### [Work to be completed]
Below are records; work out how many of their lines hold the string "link" and give that number alone.

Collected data
--- START ---
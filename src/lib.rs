#![cfg_attr(
    test,
    allow(
        clippy::panic,
        clippy::unwrap_used,
        clippy::expect_used,
        clippy::panic_in_result_fn,
        clippy::unwrap_in_result,
        clippy::arithmetic_side_effects,
        clippy::indexing_slicing
    )
)]

pub mod api;
pub mod context;
pub mod errors;
pub mod link;
pub mod logging;
pub mod path;
pub mod user_config;
pub mod utils;
pub mod version;

// Re-export commonly used types
pub use api::{ApiClient, ApiRequest, ApiResponse, HttpTransport, RetryPolicy, Transport};
pub use context::SessionContext;
pub use errors::{
    to_error_json, ApiError, ReportedError, StructuredError, ToStructuredError, TransportError,
    ValidationError,
};
pub use link::{LinkDirection, LinkError, LinkManager, LinkedDocument, Removal, UndoHandle};
pub use path::{
    parse_web_path, parse_web_url, to_element_path, to_instance_path, to_web_url, DocumentPath,
    ElementPath, Identifier, InstancePath, InstanceType, WebLocation,
};
pub use user_config::{load_user_config, UserConfig, UserConfigError};
pub use version::{is_version_name_valid, PushVersionArgs};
--- END ---
### [Task result]
2